12- Aux termes de ses dernières conclusions transmises par voie électronique au greffe de la cour d’appel de Bordeaux le 28 janvier 2026, et reprises oralement à l’audience, la CPAM de la Gironde demande à la cour de :
— confirmer en toutes ses dispositions le jugement rendu,
— débouter Mme [H] de ses demandes,
— condamner Mme [H] aux dépens et à lui payer la somme de 1 000 euros en application de l’article 700 du code de procédure civile.
13- Se fondant sur les articles L.342-4, L.351-12, R.351-30 et R.342-2 du code de la sécurité sociale, la CPAM de la Gironde fait valoir que la pension de retraite est assortie d’une majoration de 10% pour tout assuré de l’un ou l’autre sexe ayant eu au moins trois enfants qui ont été à la charge du titulaire de la pension ou à celle de son conjoint pendant au moins 9 ans avant leur 16ème anniversaire. Elle affirme que les conditions sont cumulatives et la charge d’un enfant doit être entendue comme la participation personnelle, effective et permanente à l’entretien des enfants incluant la direction tant matérielle que morale des mineurs, la charge exclusive des enfants n’étant pas exigée et la situation matrimoniale du bénéficiaire de la pension de retraite et son lien de parenté ou d’alliance avec l’enfant sont sans incidence. Elle soutient que les arrêts cités par Mme [H] ne sont pas transposables car ils concernent la pension de vieillesse et non la pension de veuve invalide, ajoutant que le débat ne portait pas sur la possibilité d’obtenir la majoration lorsque l’assuré avait moins de 3 enfants.
MOTIFS DE LA DÉCISION
14- Aux termes de l’article L.342-4 du code de la sécurité sociale :
'La pension de veuve ou de veuf ne peut être inférieure à un montant fixé par décret.
Elle est majorée d’un pourcentage déterminé lorsque le bénéficiaire a eu plusieurs enfants. Ouvrent droit également à cette majoration les enfants élevés par le titulaire de la pension et à sa charge ou à celle de son conjoint.
Un décret en Conseil d’État fixe:
1° Le nombre d’enfants du bénéficiaire ouvrant droit à la majoration;
2° La durée pendant laquelle, et l’âge jusqu’auquel les enfants à la charge du titulaire de la pension ou de son conjoint doivent avoir été élevés pour ouvrir droit à la majoration.

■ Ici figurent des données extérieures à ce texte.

// tessel-core - Lazy sequence sources
// Copyright (c) 2025 Tom Waddington. MIT licensed.

//! Source constructors: lazy, lazy-seq, range, iterate, repeat, repeatedly,
//! cycle. Realization: doall, dorun.
//!
//! Each source has a `*_with` form taking the [`SeqOptions`] to stamp on the
//! new sequence. The registry binds those forms to its own options; the
//! plain `builtin_*` forms use the defaults.

use std::cell::{Cell, OnceCell};
use std::rc::Rc;

use tessel_value::lazy::fail;
use tessel_value::{Error, LazySeq, Result, SeqIter, SeqOptions, Value};

use super::{arity, arity_range, require_count};
use crate::apply::apply;

fn source<F>(options: SeqOptions, generator: F) -> Value
where
    F: Fn() -> SeqIter + 'static,
{
    Value::Lazy(LazySeq::with_options(options, generator))
}

// ============================================================================
// Thunks
// ============================================================================

/// (lazy f) - traverse `(f)` afresh on every walk
pub fn lazy_with(options: SeqOptions, args: &[Value]) -> Result<Value> {
    arity("lazy", args, 1)?;
    let f = args[0].clone();
    Ok(source(options, move || match apply(&f, &[]) {
        Ok(coll) => coll.seq_iter(),
        Err(e) => fail(e),
    }))
}

pub fn builtin_lazy(args: &[Value]) -> Result<Value> {
    lazy_with(SeqOptions::default(), args)
}

/// (lazy-seq f) - call `f` once, on first traversal, and keep its result
///
/// A failing `f` is not cached; the next traversal calls it again.
pub fn lazy_seq_with(options: SeqOptions, args: &[Value]) -> Result<Value> {
    arity("lazy-seq", args, 1)?;
    let f = args[0].clone();
    let realized: Rc<OnceCell<Value>> = Rc::new(OnceCell::new());
    Ok(source(options, move || {
        if let Some(coll) = realized.get() {
            return coll.seq_iter();
        }
        match apply(&f, &[]) {
            Ok(coll) => realized.get_or_init(|| coll).seq_iter(),
            Err(e) => fail(e),
        }
    }))
}

pub fn builtin_lazy_seq(args: &[Value]) -> Result<Value> {
    lazy_seq_with(SeqOptions::default(), args)
}

// ============================================================================
// range
// ============================================================================

fn int_range(start: i64, end: Option<i64>, step: i64) -> SeqIter {
    let mut next = Some(start);
    Box::new(std::iter::from_fn(move || {
        let cur = next?;
        if let Some(end) = end
            && ((step > 0 && cur >= end) || (step < 0 && cur <= end))
        {
            return None;
        }
        next = cur.checked_add(step);
        Some(Ok(Value::int(cur)))
    }))
}

fn float_range(start: f64, end: Option<f64>, step: f64) -> SeqIter {
    let mut cur = start;
    Box::new(std::iter::from_fn(move || {
        if let Some(end) = end
            && ((step > 0.0 && cur >= end) || (step < 0.0 && cur <= end))
        {
            return None;
        }
        let out = cur;
        cur += step;
        Some(Ok(Value::float(out)))
    }))
}

/// (range) (range end) (range start end) (range start end step)
///
/// End is exclusive. A zero step is taken as 1 and a negative step counts
/// down. Any float argument makes the whole range float.
pub fn range_with(options: SeqOptions, args: &[Value]) -> Result<Value> {
    arity_range("range", args, 0, 3)?;
    for arg in args {
        if !arg.is_number() {
            return Err(Error::type_error_in("range", "number", arg.type_name()));
        }
    }

    if args.iter().all(|a| matches!(a, Value::Int(_))) {
        let ints: Vec<i64> = args.iter().filter_map(Value::as_int).collect();
        let (start, end, step) = match ints.as_slice() {
            [] => (0, None, 1),
            [end] => (0, Some(*end), 1),
            [start, end] => (*start, Some(*end), 1),
            [start, end, step, ..] => (*start, Some(*end), *step),
        };
        let step = if step == 0 { 1 } else { step };
        return Ok(source(options, move || int_range(start, end, step)));
    }

    let floats: Vec<f64> = args.iter().filter_map(Value::as_f64).collect();
    let (start, end, step) = match floats.as_slice() {
        [] => (0.0, None, 1.0),
        [end] => (0.0, Some(*end), 1.0),
        [start, end] => (*start, Some(*end), 1.0),
        [start, end, step, ..] => (*start, Some(*end), *step),
    };
    let step = if step == 0.0 { 1.0 } else { step };
    Ok(source(options, move || float_range(start, end, step)))
}

pub fn builtin_range(args: &[Value]) -> Result<Value> {
    range_with(SeqOptions::default(), args)
}

// ============================================================================
// Generators
// ============================================================================

/// (iterate f x) - x, (f x), (f (f x)), ...
///
/// Every traversal restarts from x and calls f only when the next element
/// is pulled.
pub fn iterate_with(options: SeqOptions, args: &[Value]) -> Result<Value> {
    arity("iterate", args, 2)?;
    let (f, seed) = (args[0].clone(), args[1].clone());
    Ok(source(options, move || {
        let f = f.clone();
        let seed = seed.clone();
        let mut last: Option<Value> = None;
        let mut failed = false;
        Box::new(std::iter::from_fn(move || {
            if failed {
                return None;
            }
            let next = match last.take() {
                None => Ok(seed.clone()),
                Some(prev) => apply(&f, &[prev]),
            };
            match next {
                Ok(v) => {
                    last = Some(v.clone());
                    Some(Ok(v))
                }
                Err(e) => {
                    failed = true;
                    Some(Err(e))
                }
            }
        }))
    }))
}

pub fn builtin_iterate(args: &[Value]) -> Result<Value> {
    iterate_with(SeqOptions::default(), args)
}

/// (repeat x) or (repeat n x)
pub fn repeat_with(options: SeqOptions, args: &[Value]) -> Result<Value> {
    arity_range("repeat", args, 1, 2)?;
    match args {
        [x] => {
            let x = x.clone();
            Ok(source(options, move || {
                Box::new(std::iter::repeat(x.clone()).map(Ok))
            }))
        }
        [n, x, ..] => {
            let n = require_count("repeat", n)?;
            let x = x.clone();
            Ok(source(options, move || {
                Box::new(std::iter::repeat_n(x.clone(), n).map(Ok))
            }))
        }
        [] => Err(Error::arity_range("repeat", 1, 2, 0)),
    }
}

pub fn builtin_repeat(args: &[Value]) -> Result<Value> {
    repeat_with(SeqOptions::default(), args)
}

/// (repeatedly f) or (repeatedly n f) - call f for every element pulled
pub fn repeatedly_with(options: SeqOptions, args: &[Value]) -> Result<Value> {
    arity_range("repeatedly", args, 1, 2)?;
    let (limit, f) = match args {
        [f] => (None, f.clone()),
        [n, f, ..] => (Some(require_count("repeatedly", n)?), f.clone()),
        [] => return Err(Error::arity_range("repeatedly", 1, 2, 0)),
    };
    Ok(source(options, move || {
        let f = f.clone();
        let calls = std::iter::repeat_with(move || apply(&f, &[]));
        match limit {
            Some(n) => Box::new(calls.take(n)),
            None => Box::new(calls),
        }
    }))
}

pub fn builtin_repeatedly(args: &[Value]) -> Result<Value> {
    repeatedly_with(SeqOptions::default(), args)
}

/// (cycle coll) - the elements of coll, over and over
///
/// The source is walked once per traversal and buffered; an empty source
/// gives an empty sequence.
pub fn cycle_with(options: SeqOptions, args: &[Value]) -> Result<Value> {
    arity("cycle", args, 1)?;
    let coll = args[0].clone();
    Ok(source(options, move || {
        let mut first_pass = Some(coll.seq_iter());
        let mut seen: Vec<Value> = Vec::new();
        let mut pos = 0usize;
        Box::new(std::iter::from_fn(move || {
            if let Some(src) = first_pass.as_mut() {
                match src.next() {
                    Some(Ok(x)) => {
                        seen.push(x.clone());
                        return Some(Ok(x));
                    }
                    Some(Err(e)) => {
                        first_pass = None;
                        seen.clear();
                        return Some(Err(e));
                    }
                    None => first_pass = None,
                }
            }
            if seen.is_empty() {
                return None;
            }
            let x = seen[pos % seen.len()].clone();
            pos += 1;
            Some(Ok(x))
        }))
    }))
}

pub fn builtin_cycle(args: &[Value]) -> Result<Value> {
    cycle_with(SeqOptions::default(), args)
}

// ============================================================================
// Realization
// ============================================================================

/// (doall coll) - realize into an array
pub fn builtin_doall(args: &[Value]) -> Result<Value> {
    arity("doall", args, 1)?;
    Ok(Value::array(args[0].to_vec()?))
}

/// (dorun coll) - walk for side effects, returning nil
pub fn builtin_dorun(args: &[Value]) -> Result<Value> {
    arity("dorun", args, 1)?;
    for item in args[0].iter()? {
        item?;
    }
    Ok(Value::Nil)
}

/// (warn-on-lazy-reusage!) or (warn-on-lazy-reusage! on?)
///
/// Switches reuse warnings for sources created through the registry that
/// owns `options` from now on.
pub fn warn_on_lazy_reusage(options: &Cell<SeqOptions>, args: &[Value]) -> Result<Value> {
    arity_range("warn-on-lazy-reusage!", args, 0, 1)?;
    let on = args.first().is_none_or(Value::is_truthy);
    options.set(options.get().with_reuse_warning(on));
    Ok(Value::Bool(on))
}

#[cfg(test)]
mod tests {
    use super::*;

    fn int(n: i64) -> Value {
        Value::int(n)
    }

    fn first_n(seq: &Value, n: usize) -> Vec<Value> {
        seq.seq_iter().take(n).collect::<Result<_>>().unwrap()
    }

    #[test]
    fn test_range_negative_step() {
        let r = builtin_range(&[int(5), int(0), int(-2)]).unwrap();
        assert_eq!(r.to_vec().unwrap(), vec![int(5), int(3), int(1)]);
    }

    #[test]
    fn test_range_zero_step_counts_up() {
        let r = builtin_range(&[int(0), int(3), int(0)]).unwrap();
        assert_eq!(r.to_vec().unwrap(), vec![int(0), int(1), int(2)]);
    }

    #[test]
    fn test_range_float() {
        let r = builtin_range(&[Value::float(0.5), int(2)]).unwrap();
        assert_eq!(
            r.to_vec().unwrap(),
            vec![Value::float(0.5), Value::float(1.5)]
        );
    }

    #[test]
    fn test_repeat_arity() {
        assert!(builtin_repeat(&[]).is_err());
        assert!(builtin_repeat(&[int(1), int(2), int(3)]).is_err());
        let r = builtin_repeat(&[int(2), Value::string("x")]).unwrap();
        assert_eq!(r.to_vec().unwrap().len(), 2);
    }

    #[test]
    fn test_cycle_empty_ends() {
        let c = builtin_cycle(&[Value::array([])]).unwrap();
        assert!(c.to_vec().unwrap().is_empty());
    }

    #[test]
    fn test_cycle_repeats() {
        let c = builtin_cycle(&[Value::array([int(1), int(2)])]).unwrap();
        assert_eq!(first_n(&c, 5), vec![int(1), int(2), int(1), int(2), int(1)]);
    }

    #[test]
    fn test_lazy_seq_calls_thunk_once() {
        let calls = Rc::new(Cell::new(0));
        let counter = Rc::clone(&calls);
        let thunk = Value::func("thunk", move |_| {
            counter.set(counter.get() + 1);
            Ok(Value::array([int(1)]))
        });
        let s = builtin_lazy_seq(&[thunk]).unwrap();
        s.to_vec().unwrap();
        s.to_vec().unwrap();
        assert_eq!(calls.get(), 1);
    }

    #[test]
    fn test_warn_switch() {
        let options = Cell::new(SeqOptions::default());
        warn_on_lazy_reusage(&options, &[]).unwrap();
        assert!(options.get().warn_on_reuse);
        warn_on_lazy_reusage(&options, &[Value::Bool(false)]).unwrap();
        assert!(!options.get().warn_on_reuse);
    }
}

La majoration est, le cas échéant, calculée sur le montant de la pension portée au minimum ci-dessus défini.'
15- L’article R.342-2 du même code précise que :
'La majoration, dont le taux est fixé à 10 % de la pension de veuf ou de veuve prévue à l’article L. 342-4, est applicable lorsque le bénéficiaire a eu au moins trois enfants. Ouvrent droit également à cette majoration les enfants ayant été, pendant au moins neuf ans avant leur seizième anniversaire, élevés par le titulaire de la pension et à sa charge ou à celle de son conjoint.'
16- Il se déduit de la lecture combinée de ces textes que pour l’ouverture du droit à majoration de la pension d’invalidité de veuve ou de veuf, le bénéficiaire doit justifier d’avoir eu ou élevé au moins trois enfants. Il convient donc de prendre en compte tant les enfants du demandeur que ceux élevés par lui et à sa charge. Cependant, si pour les enfants que le demandeur a eus, aucune autre condition n’est exigée, le demandeur doit justifier, pour les enfants dont il n’est pas l’auteur, qu’il les a élevés pendant au moins 9 ans avant leur 16ème anniversaire et les a eu à sa charge ou à celle de son conjoint.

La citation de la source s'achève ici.